I wanted to write a few comments about the conference--or about the portion of it I managed to attend. For a variety of reasons, my stay in Oxford was a bit compressed, so I missed some of the keynotes that I would have liked to have heard (like Bernard Reginster's, Peter Poellner's and John Richardson's), and also some papers I would have liked to discuss, like Allison Merrick's on "historical sense" in Nietzsche, and Joao Constancio's on "Nietzsche on Freedom and the Unchangeability of Character." (Joao's paper is an interesting critique of my views in the "The Paradox of Fatalism and Self-Creation in Nietzsche" paper, and we had a useful discussion of it in the St. Peter's College bar; he's kindly sent it to me, and hopefully it will be generally available before long at which point we may discuss it here.)

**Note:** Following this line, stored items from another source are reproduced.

// Retry queue — time-driven re-send of messages that could not go out
//
// Entries wait until their next_retry_time, then are resent if the route
// looks usable (recipient connected for private messages, anyone connected
// otherwise). Each miss pushes the next attempt further out: after the
// n-th miss the wait is interval * (n + 1). The queue is bounded and
// rejects new entries when full rather than evicting old ones.

use parking_lot::Mutex;
use std::collections::BTreeSet;
use tracing::{debug, info, warn};

use crate::config::MeshConfig;
use crate::crypto::RoomKey;
use crate::wire::PeerId;
use crate::MeshError;

/// A queued message and everything needed to send it again
#[derive(Debug, Clone)]
pub struct RetryableMessage {
    /// ID of the message being retried
    pub id: String,
    pub content: String,
    pub mentions: Option<Vec<String>>,
    pub room: Option<String>,
    pub is_private: bool,
    pub recipient_peer_id: Option<PeerId>,
    pub recipient_nickname: Option<String>,
    pub room_key: Option<RoomKey>,
    pub retry_count: u32,
    pub max_retries: u32,
    /// Milliseconds since epoch
    pub next_retry_time: u64,
}

/// How an entry gets resent
#[derive(Debug, Clone, Copy, PartialEq, Eq)]
pub enum RetryRoute {
    Private,
    Room,
    Broadcast,
}

impl RetryableMessage {
    pub fn route(&self) -> RetryRoute {
        if self.is_private {
            RetryRoute::Private
        } else if self.room.is_some() && self.room_key.is_some() {
            RetryRoute::Room
        } else {
            RetryRoute::Broadcast
        }
    }

    /// Whether the route is usable given the connected peers
    fn can_send(&self, connected: &BTreeSet<PeerId>) -> bool {
        match self.route() {
            RetryRoute::Private => self
                .recipient_peer_id
                .map_or(false, |peer| connected.contains(&peer)),
            RetryRoute::Room | RetryRoute::Broadcast => !connected.is_empty(),
        }
    }
}

/// What to enqueue. Built with one of the route constructors.
#[derive(Debug, Clone)]
pub struct RetryRequest {
    message_id: String,
    content: String,
    mentions: Option<Vec<String>>,
    room: Option<String>,
    recipient: Option<(PeerId, String)>,
    room_key: Option<RoomKey>,
}

impl RetryRequest {
    pub fn broadcast(message_id: impl Into<String>, content: impl Into<String>) -> Self {
        Self {
            message_id: message_id.into(),
            content: content.into(),
            mentions: None,
            room: None,
            recipient: None,
            room_key: None,
        }
    }

    pub fn private(
        message_id: impl Into<String>,
        content: impl Into<String>,
        peer: PeerId,
        nickname: impl Into<String>,
    ) -> Self {
        Self {
            recipient: Some((peer, nickname.into())),
            ..Self::broadcast(message_id, content)
        }
    }

    /// Room message; without a key it is retried like a plain broadcast
    pub fn room(
        message_id: impl Into<String>,
        content: impl Into<String>,
        room: impl Into<String>,
        key: Option<RoomKey>,
    ) -> Self {
        Self {
            room: Some(room.into()),
            room_key: key,
            ..Self::broadcast(message_id, content)
        }
    }

    pub fn with_mentions(mut self, mentions: Vec<String>) -> Self {
        self.mentions = Some(mentions);
        self
    }

    pub fn message_id(&self) -> &str {
        &self.message_id
    }
}

/// The send capability a tick resends through.
///
/// Implementations must not enqueue back into the queue being ticked; a
/// failed resend is reported with `Err` and the queue reschedules it.
#[cfg_attr(test, mockall::automock)]
pub trait RetrySender: Send + Sync {
    fn resend_private(&self, entry: &RetryableMessage) -> Result<(), MeshError>;
    fn resend_room(&self, entry: &RetryableMessage) -> Result<(), MeshError>;
    fn resend_broadcast(&self, entry: &RetryableMessage) -> Result<(), MeshError>;
    /// Called once for each entry dropped after its last attempt
    fn on_retry_exhausted(&self, entry: &RetryableMessage);
}

/// Counts from a single tick
#[derive(Debug, Clone, Copy, Default, PartialEq, Eq)]
pub struct TickReport {
    pub resent: usize,
    pub rescheduled: usize,
    pub dropped: usize,
    /// Queue length once the tick finished
    pub remaining: usize,
}

/// Bounded retry queue
pub struct RetryQueue {
    entries: Mutex<Vec<RetryableMessage>>,
    interval_ms: u64,
    max_retries: u32,
    capacity: usize,
}

impl RetryQueue {
    pub fn new(config: &MeshConfig) -> Self {
        Self {
            entries: Mutex::new(Vec::new()),
            interval_ms: config.retry_interval_ms,
            max_retries: config.max_retries,
            capacity: config.max_retry_queue,
        }
    }

    /// Enqueue for a first retry one interval from `now`.
    ///
    /// Returns false when the queue is full or the message is already queued.
    pub fn add_for_retry(&self, request: RetryRequest, now: u64) -> bool {
        let mut entries = self.entries.lock();

        if entries.len() >= self.capacity {
            warn!(
                "Retry queue full ({} entries), rejecting message {}",
                self.capacity, request.message_id
            );
            return false;
        }
        if entries.iter().any(|e| e.id == request.message_id) {
            debug!("Message {} already queued for retry", request.message_id);
            return false;
        }

        let (recipient_peer_id, recipient_nickname) = match request.recipient {
            Some((peer, nick)) => (Some(peer), Some(nick)),
            None => (None, None),
        };

        entries.push(RetryableMessage {
            id: request.message_id,
            content: request.content,
            mentions: request.mentions,
            room: request.room,
            is_private: recipient_peer_id.is_some(),
            recipient_peer_id,
            recipient_nickname,
            room_key: request.room_key,
            retry_count: 0,
            max_retries: self.max_retries,
            next_retry_time: now.saturating_add(self.interval_ms),
        });
        true
    }

    /// One pass over the queue. `connected` is a snapshot taken by the caller.
    ///
    /// Due entries are taken out under the lock, processed without it, and
    /// the survivors put back, so a sender may safely inspect the queue.
    pub fn tick(
        &self,
        now: u64,
        connected: &BTreeSet<PeerId>,
        sender: &dyn RetrySender,
    ) -> TickReport {
        let due: Vec<RetryableMessage> = {
            let mut entries = self.entries.lock();
            let (due, waiting): (Vec<_>, Vec<_>) =
                entries.drain(..).partition(|e| e.next_retry_time <= now);
            *entries = waiting;
            due
        };

        let mut report = TickReport::default();
        let mut survivors = Vec::new();

        for mut entry in due {
            if entry.retry_count >= entry.max_retries {
                info!(
                    "Giving up on message {} after {} retries",
                    entry.id, entry.retry_count
                );
                sender.on_retry_exhausted(&entry);
                report.dropped += 1;
                continue;
            }

            if entry.can_send(connected) {
                let result = match entry.route() {
                    RetryRoute::Private => sender.resend_private(&entry),
                    RetryRoute::Room => sender.resend_room(&entry),
                    RetryRoute::Broadcast => sender.resend_broadcast(&entry),
                };
                match result {
                    Ok(()) => {
                        debug!("Resent message {} ({:?})", entry.id, entry.route());
                        report.resent += 1;
                        continue;
                    }
                    Err(e) => warn!("Resend of message {} failed: {}", entry.id, e),
                }
            }

            entry.next_retry_time = now.saturating_add(
                self.interval_ms
                    .saturating_mul(u64::from(entry.retry_count) + 2),
            );
            entry.retry_count += 1;
            report.rescheduled += 1;
            survivors.push(entry);
        }

        let mut entries = self.entries.lock();
        entries.extend(survivors);
        report.remaining = entries.len();
        report
    }

    pub fn clear_queue(&self) {
        self.entries.lock().clear();
    }

    pub fn count(&self) -> usize {
        self.entries.lock().len()
    }

    pub fn is_empty(&self) -> bool {
        self.entries.lock().is_empty()
    }

    /// Copy of every queued entry
    pub fn snapshot(&self) -> Vec<RetryableMessage> {
        self.entries.lock().clone()
    }
}

#[cfg(test)]
mod tests {
    use super::*;
    use mockall::predicate::*;

    const T0: u64 = 1_000_000;

    fn queue() -> RetryQueue {
        RetryQueue::new(&MeshConfig::default())
    }

    fn peers(ids: &[&str]) -> BTreeSet<PeerId> {
        ids.iter().map(|s| PeerId::from_str_lossy(s)).collect()
    }

    #[test]
    fn test_capacity_rejects_51st() {
        let q = queue();
        for i in 0..50 {
            assert!(q.add_for_retry(RetryRequest::broadcast(format!("m{i}"), "x"), T0));
        }
        assert!(!q.add_for_retry(RetryRequest::broadcast("m50", "x"), T0));
        assert_eq!(q.count(), 50);
    }

    #[test]
    fn test_duplicate_id_rejected() {
        let q = queue();
        assert!(q.add_for_retry(RetryRequest::broadcast("same", "x"), T0));
        assert!(!q.add_for_retry(RetryRequest::broadcast("same", "y"), T0));
        assert_eq!(q.count(), 1);
    }

    #[test]
    fn test_not_due_is_untouched() {
        let q = queue();
        q.add_for_retry(RetryRequest::broadcast("m", "x"), T0);
        let sender = MockRetrySender::new();

        let report = q.tick(T0 + 4_999, &peers(&["a"]), &sender);
        assert_eq!(report, TickReport { remaining: 1, ..Default::default() });
        assert_eq!(q.snapshot()[0].retry_count, 0);
    }

    #[test]
    fn test_broadcast_resent_when_anyone_connected() {
        let q = queue();
        q.add_for_retry(RetryRequest::broadcast("m", "hello"), T0);

        let mut sender = MockRetrySender::new();
        sender
            .expect_resend_broadcast()
            .withf(|e| e.content == "hello")
            .times(1)
            .returning(|_| Ok(()));

        let report = q.tick(T0 + 5_000, &peers(&["a"]), &sender);
        assert_eq!(report.resent, 1);
        assert_eq!(q.count(), 0);
    }

    #[test]
    fn test_private_waits_for_recipient_with_linear_backoff() {
        let q = queue();
        let bob = PeerId::from_str_lossy("bob");
        q.add_for_retry(RetryRequest::private("m", "psst", bob, "bob"), T0);

        let mut sender = MockRetrySender::new();
        sender.expect_resend_private().never();

        // First miss: retry_count 0 -> 1, wait 5s * 2
        let now = T0 + 5_000;
        q.tick(now, &peers(&["carol"]), &sender);
        let e = &q.snapshot()[0];
        assert_eq!(e.retry_count, 1);
        assert_eq!(e.next_retry_time, now + 10_000);

        // Second miss: wait 5s * 3
        let now = now + 10_000;
        q.tick(now, &BTreeSet::new(), &sender);
        let e = &q.snapshot()[0];
        assert_eq!(e.retry_count, 2);
        assert_eq!(e.next_retry_time, now + 15_000);
    }

    #[test]
    fn test_private_resent_when_recipient_connected() {
        let q = queue();
        let bob = PeerId::from_str_lossy("bob");
        q.add_for_retry(RetryRequest::private("m", "psst", bob, "bob"), T0);

        let mut sender = MockRetrySender::new();
        sender
            .expect_resend_private()
            .withf(move |e| e.recipient_peer_id == Some(bob) && e.recipient_nickname.as_deref() == Some("bob"))
            .times(1)
            .returning(|_| Ok(()));

        let report = q.tick(T0 + 5_000, &peers(&["bob"]), &sender);
        assert_eq!(report.resent, 1);
        assert!(q.is_empty());
    }

    #[test]
    fn test_room_with_key_uses_room_route() {
        let q = queue();
        let key = RoomKey::from_bytes([5; 32]);
        q.add_for_retry(
            RetryRequest::room("m", "hi room", "#mesh", Some(key))
                .with_mentions(vec!["bob".into()]),
            T0,
        );

        let mut sender = MockRetrySender::new();
        sender
            .expect_resend_room()
            .withf(|e| e.room.as_deref() == Some("#mesh") && e.room_key.is_some())
            .times(1)
            .returning(|_| Ok(()));

        assert_eq!(q.tick(T0 + 5_000, &peers(&["a"]), &sender).resent, 1);
    }

    #[test]
    fn test_room_without_key_is_broadcast() {
        let q = queue();
        q.add_for_retry(RetryRequest::room("m", "hi", "#open", None), T0);
        assert_eq!(q.snapshot()[0].route(), RetryRoute::Broadcast);
    }

    #[test]
    fn test_exhausted_entry_dropped_not_resent() {
        let q = queue();
        let bob = PeerId::from_str_lossy("bob");
        q.add_for_retry(RetryRequest::private("m", "psst", bob, "bob"), T0);

        let mut sender = MockRetrySender::new();
        sender.expect_resend_private().never();
        sender
            .expect_on_retry_exhausted()
            .withf(|e| e.id == "m" && e.retry_count == 3)
            .times(1)
            .return_const(());

        // Three misses with nobody connected
        for _ in 0..3 {
            let now = q.snapshot()[0].next_retry_time;
            q.tick(now, &BTreeSet::new(), &sender);
        }
        assert_eq!(q.snapshot()[0].retry_count, 3);

        // Recipient is back, but the budget is spent
        let now = q.snapshot()[0].next_retry_time;
        let report = q.tick(now, &peers(&["bob"]), &sender);
        assert_eq!(report.dropped, 1);
        assert_eq!(report.remaining, 0);
    }

    #[test]
    fn test_failed_resend_is_rescheduled() {
        let q = queue();
        q.add_for_retry(RetryRequest::broadcast("m", "x"), T0);

        let mut sender = MockRetrySender::new();
        sender
            .expect_resend_broadcast()
            .times(1)
            .returning(|_| Err(MeshError::NotRunning));

        let report = q.tick(T0 + 5_000, &peers(&["a"]), &sender);
        assert_eq!(report.rescheduled, 1);
        assert_eq!(q.snapshot()[0].retry_count, 1);
    }

    #[test]
    fn test_clear_queue() {
        let q = queue();
        q.add_for_retry(RetryRequest::broadcast("a", "x"), T0);
        q.add_for_retry(RetryRequest::broadcast("b", "x"), T0);
        q.clear_queue();
        assert_eq!(q.count(), 0);
    }

    #[test]
    fn test_ordering_is_preserved_for_waiting_entries() {
        let q = queue();
        q.add_for_retry(RetryRequest::broadcast("early", "x"), T0);
        q.add_for_retry(RetryRequest::broadcast("late", "x"), T0 + 3_000);

        let mut sender = MockRetrySender::new();
        sender.expect_resend_broadcast().with(always()).times(1).returning(|_| Ok(()));

        q.tick(T0 + 5_000, &peers(&["a"]), &sender);
        let ids: Vec<String> = q.snapshot().into_iter().map(|e| e.id).collect();
        assert_eq!(ids, vec!["late".to_string()]);
    }
}
// Key material — this node's secrets and the public bundle peers exchange

use ed25519_dalek::{SigningKey, VerifyingKey};
use rand::rngs::OsRng;
use rand::RngCore;
use sha2::{Digest, Sha256};
use std::fmt;
use x25519_dalek::{PublicKey as X25519PublicKey, StaticSecret};
use zeroize::Zeroize;

use super::CryptoError;

/// Length of a serialized `KeyBundle`
pub const KEY_BUNDLE_SIZE: usize = 96;

/// This node's private keys.
///
/// - `agreement`: X25519 static secret used to derive per-peer shared keys
/// - `signing`: Ed25519 key that signs outgoing packets
/// - `identity`: long-term Ed25519 key whose public half names this node
#[derive(Clone)]
pub struct LocalKeys {
    agreement: StaticSecret,
    signing: SigningKey,
    identity: SigningKey,
}

impl LocalKeys {
    /// Generate a fresh set of keys
    pub fn generate() -> Self {
        Self {
            agreement: StaticSecret::random_from_rng(OsRng),
            signing: random_signing_key(),
            identity: random_signing_key(),
        }
    }

    /// Rebuild keys from persisted 32-byte secrets
    pub fn from_secret_bytes(agreement: [u8; 32], signing: [u8; 32], identity: [u8; 32]) -> Self {
        Self {
            agreement: StaticSecret::from(agreement),
            signing: SigningKey::from_bytes(&signing),
            identity: SigningKey::from_bytes(&identity),
        }
    }

    /// Public half of every key, ready to send in a KeyExchange packet
    pub fn bundle(&self) -> KeyBundle {
        KeyBundle {
            agreement: X25519PublicKey::from(&self.agreement).to_bytes(),
            signing: self.signing.verifying_key().to_bytes(),
            identity: self.identity.verifying_key().to_bytes(),
        }
    }

    pub(crate) fn agreement(&self) -> &StaticSecret {
        &self.agreement
    }

    pub(crate) fn signing(&self) -> &SigningKey {
        &self.signing
    }
}

impl fmt::Debug for LocalKeys {
    fn fmt(&self, f: &mut fmt::Formatter<'_>) -> fmt::Result {
        f.debug_struct("LocalKeys")
            .field("fingerprint", &self.bundle().fingerprint())
            .finish_non_exhaustive()
    }
}

fn random_signing_key() -> SigningKey {
    let mut secret = [0u8; 32];
    OsRng.fill_bytes(&mut secret);
    let key = SigningKey::from_bytes(&secret);
    secret.zeroize();
    key
}

/// Combined public key material: agreement ‖ signing ‖ identity (96 bytes)
#[derive(Debug, Clone, Copy, PartialEq, Eq)]
pub struct KeyBundle {
    pub agreement: [u8; 32],
    pub signing: [u8; 32],
    pub identity: [u8; 32],
}

impl KeyBundle {
    pub fn to_bytes(&self) -> [u8; KEY_BUNDLE_SIZE] {
        let mut out = [0u8; KEY_BUNDLE_SIZE];
        out[..32].copy_from_slice(&self.agreement);
        out[32..64].copy_from_slice(&self.signing);
        out[64..].copy_from_slice(&self.identity);
        out
    }

    /// Parse exactly 96 bytes. The two Ed25519 halves must be valid curve points.
    pub fn from_bytes(bytes: &[u8]) -> Result<Self, CryptoError> {
        if bytes.len() != KEY_BUNDLE_SIZE {
            return Err(CryptoError::InvalidKeyBundle(bytes.len()));
        }
        let mut bundle = Self {
            agreement: [0u8; 32],
            signing: [0u8; 32],
            identity: [0u8; 32],
        };
        bundle.agreement.copy_from_slice(&bytes[..32]);
        bundle.signing.copy_from_slice(&bytes[32..64]);
        bundle.identity.copy_from_slice(&bytes[64..]);

        bundle.verifying_key()?;
        bundle.identity_key()?;
        Ok(bundle)
    }

    pub fn verifying_key(&self) -> Result<VerifyingKey, CryptoError> {
        VerifyingKey::from_bytes(&self.signing).map_err(|_| CryptoError::InvalidPublicKey)
    }

    pub fn identity_key(&self) -> Result<VerifyingKey, CryptoError> {
        VerifyingKey::from_bytes(&self.identity).map_err(|_| CryptoError::InvalidPublicKey)
    }

    /// SHA-256 of the identity key, hex-encoded
    pub fn fingerprint(&self) -> String {
        hex::encode(Sha256::digest(self.identity))
    }
}

/// Supplies this node's keys at startup (platform keystore, file, or fresh)
pub trait KeySource: Send + Sync {
    fn load(&self) -> Result<LocalKeys, CryptoError>;
}

/// Generates new keys on every load; nothing survives a restart
#[derive(Debug, Default, Clone, Copy)]
pub struct EphemeralKeySource;

impl KeySource for EphemeralKeySource {
    fn load(&self) -> Result<LocalKeys, CryptoError> {
        Ok(LocalKeys::generate())
    }
}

It was very nice to meet in person a number of Nietzsche scholars, including some who regularly contribute comments here, like Charlie Huenemann and Timothy McWhirter. Because the quality of the papers was unusually high for an FNS event, there were, alas, a lot of conflicts. So while moderating a session which included Rex Welshon's illuminating discussion of Nietzsche and the neurosciences of consciousness and Peter Kail's (as always) masterful explication of Nietzsche's naturalism, I had to miss several papers I would have liked to hear in other sessions. So it goes. I did get to hear later Mario Brandhorst's paper on "Naturalism, Genealogy, and the Value of Morality," and due to some confusion about whether the other speakers for that session were there, we managed to have enough time to have a fruitful dialogue about it in Q&A. I caught some, but not all, of Gabriel Zamosc's very provocative argument about autonomy, sovereignty, and guilt. Galen Strawson gave a tour de force keynote on "Nietzsche's Metaphysics," though one that left a number of us wondering what this metaphysical Nietzsche has to do with Nietzsche the brilliant moral psychologist. My own plenary session led to a number of useful questions (and some naughty behavior by my dear friend Ken Gemes, with whom I've quarrelled about this topic for years now), though I am most indebted to Peter Kail for pointing out to me the need to tackle Spinoza--which led me, in turn, to this very good paper by Donald Rutherford, which I hope to discuss before long. (Rutherford, it seems to me, makes a stronger case for N's positive view of freedom, and its philosophical pedigree, than any of the recent contributors to the Gemes & May volume, so I hope he will publish it before too long. He did kindly give me permission to cite it in the final version of my own "sovereign individual" paper, which I'll have on-line before too long.)
Perhaps the philosophical highlight of the conference, though, wasn't on the official program: disputing at 4 in the morning in the St. Peter's College faculty lounge, with obligatory amounts of 'beverage,' whether or not David Wiggins had a good objection to projectivism with Peter Kail, Allison Merrick, and Christopher Sykes.
My congratulations to Peter Kail and Manuel Dries for organizing one of the best FNS events by everyone's appraisal. Others in attendance are welcome to add their comments on particularly notable papers, discussions, etc.